I subscribe to Lincoln Michel’s substack Counter Craft and in his tribute to McCarthy he notes the stylistic shift from the early Southern Gothic novels (which he prefers) to the later southwestern books (Pretty Horses, No Country For Old Men, The Road etc.), remarking that his prose became more stripped down and spare. Respectfully, that’s not altogether true. What happened was that his main characters, his protagonists, begin to show up moving, doing, fighting, thinking ahead, with the plot evolving and smoking around them.

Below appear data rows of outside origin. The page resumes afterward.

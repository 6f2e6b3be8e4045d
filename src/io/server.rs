// src/io/server.rs
//
// WebSocket accept loop. Every client gets its own relay task; a failing
// client never affects the others or the serial port.

use std::sync::Arc;

use tokio::net::TcpListener;

use super::relay::Relay;
use super::IoError;

/// Accept clients forever, spawning one relay per WebSocket connection.
/// Accept and handshake failures are logged and the loop carries on.
pub async fn serve(listener: TcpListener, relay: Arc<Relay>) {
    loop {
        let (stream, addr) = match listener.accept().await {
            Ok(conn) => conn,
            Err(e) => {
                tlog!("[server] {}", IoError::connection("listener", e.to_string()));
                continue;
            }
        };

        let relay = relay.clone();
        tokio::spawn(async move {
            let peer = addr.to_string();
            let ws = match tokio_tungstenite::accept_async(stream).await {
                Ok(ws) => ws,
                Err(e) => {
                    tlog!(
                        "[server] {}",
                        IoError::protocol(&peer, format!("WebSocket handshake failed: {}", e))
                    );
                    return;
                }
            };

            tlog!("[server] Client connected: {}", peer);
            let summary = relay.run(ws, &peer).await;
            tlog!(
                "[server] Client disconnected: {} ({}; {} bytes to client, {} bytes to device, {} readings)",
                peer,
                summary.exit,
                summary.bytes_to_socket,
                summary.bytes_to_serial,
                summary.readings
            );
        });
    }
}
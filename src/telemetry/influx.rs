// src/telemetry/influx.rs
//
// InfluxDB v2 telemetry sink.
//
// Readings are formatted as line protocol and queued on a bounded channel.
// A background task drains the queue, batching whatever is already waiting,
// and POSTs to /api/v2/write. Write failures are logged and the batch dropped.

use std::sync::Arc;
use std::time::Duration;

use async_trait::async_trait;
use serde::Deserialize;
use tokio::sync::mpsc;
use tokio::task::JoinHandle;

use super::{TelemetryError, TelemetrySink};
use crate::io::serial::Reading;

// ============================================================================
// Configuration
// ============================================================================

/// Capacity of the pending-line queue between the relay and the writer.
const QUEUE_CAPACITY: usize = 1024;

/// Upper bound on lines sent in a single write request.
const MAX_BATCH_LINES: usize = 500;

/// How long shutdown waits for pending writes to drain.
const FLUSH_TIMEOUT: Duration = Duration::from_secs(5);

const HTTP_TIMEOUT: Duration = Duration::from_secs(10);

/// Connection details for an InfluxDB v2 bucket.
#[derive(Clone, Debug, PartialEq)]
pub struct InfluxConfig {
    pub url: String,
    pub org: String,
    pub bucket: String,
    pub token: String,
    pub measurement: String,
}

// ============================================================================
// Line Protocol
// ============================================================================

/// Escape a measurement name for line protocol (commas and spaces).
fn escape_measurement(name: &str) -> String {
    let mut out = String::with_capacity(name.len());
    for c in name.chars() {
        if matches!(c, ',' | ' ' | '\\') {
            out.push('\\');
        }
        out.push(c);
    }
    out
}

/// Format a reading as one line-protocol point with nanosecond timestamp.
///
/// Fields are `t1`..`t4`; open channels are omitted rather than written as
/// null or zero. Returns `None` when no channel is connected since a point
/// needs at least one field.
pub fn to_line_protocol(measurement: &str, reading: &Reading) -> Option<String> {
    if reading.is_empty() {
        return None;
    }

    let fields: Vec<String> = reading
        .present_channels()
        .map(|(channel, temp)| format!("t{}={}", channel, temp))
        .collect();

    let mut line = format!("{} {}", escape_measurement(measurement), fields.join(","));
    if let Some(ns) = reading.captured_at.timestamp_nanos_opt() {
        line.push_str(&format!(" {}", ns));
    }
    Some(line)
}

// ============================================================================
// Writer Backend
// ============================================================================

/// Destination for batches of line-protocol text.
#[async_trait]
pub trait LineWriter: Send + Sync {
    async fn write_lines(&self, body: String) -> Result<(), TelemetryError>;
}

#[derive(Deserialize)]
struct HealthResponse {
    status: String,
    #[serde(default)]
    message: Option<String>,
}

/// HTTP client for the InfluxDB v2 API.
pub struct InfluxHttpWriter {
    client: reqwest::Client,
    config: InfluxConfig,
}

impl InfluxHttpWriter {
    pub fn new(config: InfluxConfig) -> Result<Self, TelemetryError> {
        let client = reqwest::Client::builder()
            .user_agent(concat!("ta612c-bridge/", env!("CARGO_PKG_VERSION")))
            .timeout(HTTP_TIMEOUT)
            .build()
            .map_err(|e| TelemetryError::Http(format!("Failed to create HTTP client: {}", e)))?;
        Ok(InfluxHttpWriter { client, config })
    }

    fn endpoint(&self, path: &str) -> String {
        format!("{}/{}", self.config.url.trim_end_matches('/'), path)
    }

    /// Check that the server reports itself healthy.
    pub async fn check_health(&self) -> Result<(), TelemetryError> {
        let response = self
            .client
            .get(self.endpoint("health"))
            .send()
            .await
            .map_err(|e| TelemetryError::Unhealthy(e.to_string()))?;

        let health: HealthResponse = response
            .json()
            .await
            .map_err(|e| TelemetryError::Unhealthy(format!("unreadable response: {}", e)))?;

        if health.status == "pass" {
            Ok(())
        } else {
            Err(TelemetryError::Unhealthy(
                health.message.unwrap_or(health.status),
            ))
        }
    }
}

#[async_trait]
impl LineWriter for InfluxHttpWriter {
    async fn write_lines(&self, body: String) -> Result<(), TelemetryError> {
        let response = self
            .client
            .post(self.endpoint("api/v2/write"))
            .query(&[
                ("org", self.config.org.as_str()),
                ("bucket", self.config.bucket.as_str()),
                ("precision", "ns"),
            ])
            .header(reqwest::header::AUTHORIZATION, format!("Token {}", self.config.token))
            .header(reqwest::header::CONTENT_TYPE, "text/plain; charset=utf-8")
            .body(body)
            .send()
            .await
            .map_err(|e| TelemetryError::Http(e.to_string()))?;

        let status = response.status();
        if status.is_success() {
            return Ok(());
        }
        let body = response.text().await.unwrap_or_default();
        Err(TelemetryError::Rejected {
            status: status.as_u16(),
            body,
        })
    }
}

// ============================================================================
// Sink
// ============================================================================

enum WriterCommand {
    Line(String),
    Flush,
}

/// Telemetry sink that queues readings for the background writer.
pub struct InfluxSink {
    measurement: String,
    tx: mpsc::Sender<WriterCommand>,
}

impl TelemetrySink for InfluxSink {
    fn record(&self, reading: &Reading) -> Result<(), TelemetryError> {
        let Some(line) = to_line_protocol(&self.measurement, reading) else {
            return Ok(());
        };
        self.tx.try_send(WriterCommand::Line(line)).map_err(|e| match e {
            mpsc::error::TrySendError::Full(_) => TelemetryError::QueueFull,
            mpsc::error::TrySendError::Closed(_) => TelemetryError::Closed,
        })
    }
}

/// Owner-side handle used to flush and stop the background writer.
pub struct InfluxWriterHandle {
    tx: mpsc::Sender<WriterCommand>,
    task: JoinHandle<()>,
}

impl InfluxWriterHandle {
    /// Write everything still queued, then stop the writer.
    pub async fn shutdown(self) {
        if self.tx.send(WriterCommand::Flush).await.is_err() {
            return;
        }
        if tokio::time::timeout(FLUSH_TIMEOUT, self.task).await.is_err() {
            tlog!("[influx] Timed out flushing pending writes");
        }
    }
}

impl InfluxSink {
    /// Connect to InfluxDB: check server health, then start the writer task.
    pub async fn connect(config: InfluxConfig) -> Result<(Arc<Self>, InfluxWriterHandle), TelemetryError> {
        let measurement = config.measurement.clone();
        let writer = InfluxHttpWriter::new(config)?;
        writer.check_health().await?;
        Ok(Self::with_writer(measurement, Arc::new(writer)))
    }

    /// Start a sink over any line writer.
    pub fn with_writer(
        measurement: String,
        writer: Arc<dyn LineWriter>,
    ) -> (Arc<Self>, InfluxWriterHandle) {
        let (tx, rx) = mpsc::channel(QUEUE_CAPACITY);
        let task = tokio::spawn(run_writer(rx, writer));
        let sink = Arc::new(InfluxSink {
            measurement,
            tx: tx.clone(),
        });
        (sink, InfluxWriterHandle { tx, task })
    }
}

/// Background writer loop. Collects every line already queued into one
/// request so bursts cost a single round trip.
async fn run_writer(mut rx: mpsc::Receiver<WriterCommand>, writer: Arc<dyn LineWriter>) {
    let mut batch: Vec<String> = Vec::new();

    while let Some(command) = rx.recv().await {
        let mut stop = matches!(command, WriterCommand::Flush);
        if let WriterCommand::Line(line) = command {
            batch.push(line);
        }

        while batch.len() < MAX_BATCH_LINES {
            match rx.try_recv() {
                Ok(WriterCommand::Line(line)) => batch.push(line),
                Ok(WriterCommand::Flush) => stop = true,
                Err(_) => break,
            }
        }

        if !batch.is_empty() {
            let count = batch.len();
            let body = batch.join("\n");
            batch.clear();
            if let Err(e) = writer.write_lines(body).await {
                tlog!("[influx] Write error ({} points dropped): {}", count, e);
            }
        }

        if stop {
            rx.close();
            // Lines accepted before close still deserve a write
            let rest: Vec<String> = std::iter::from_fn(|| rx.try_recv().ok())
                .filter_map(|c| match c {
                    WriterCommand::Line(line) => Some(line),
                    WriterCommand::Flush => None,
                })
                .collect();
            if !rest.is_empty() {
                if let Err(e) = writer.write_lines(rest.join("\n")).await {
                    tlog!("[influx] Write error during flush: {}", e);
                }
            }
            break;
        }
    }
}

// ============================================================================
// Tests
// ============================================================================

I’ve written about this problem before on my blog so I won’t go into it except to say a writer has an increasingly intractable problem with a passive protagonist as his/her work goes on in that you have to have more and more horrible things happening to your main character in order to keep the work moving forward. The reader gives up in frustration as Protag cowers and suffers yet again. There are many, many articles online concerning this aspect of character-building, just type in ‘passive protagonist’ and don’t let me bore you any more with it.
This is what the screenwriter did with the character of Captain Kidd in the movie version of News of the World — he robbed the Captain of all intelligence, all agency, all instrumentality. The Captain just seemed to get stupider as the movie went on and all the work fell on the shoulders of a poor, traumatized ten-year-old girl. It made Jefferson Kyle Kidd seem lazy if not actually devious; a taker. A parasite.
So McCarthy stepped out of this snare with Pretty Horses and the book — the romance — is a masterpiece. I admire it enormously. Plot matters. And as in the best literature language becomes a kind of life-form, independent of the writer with its own eternally evolving parameters of tension and pressure and density and perilous beauty. As in a summer thunderhead.
If you look carefully at the character of Gene Harrogate in Suttree you will see that McCarthy knew he was too good to abandon and that he was as yet unborn or undeveloped and so he appeared later in Pretty Horses as Jimmy Blevins, but far harder and a born criminal. He was perfectly drawn and utterly believable.
However; one tires of the endless depictions of glossy, breathtaking violence in Blood Meridian and of McCarthy’s bottomless fascination with rotting bodies, decay, wet garbage and the startling effects of unchecked disease upon eyes or teeth. It never goes anywhere. He kept this in the lower registers in his later southwestern novels and that, along with the assertive, intelligent character of his protagonists is what makes his later novels so great.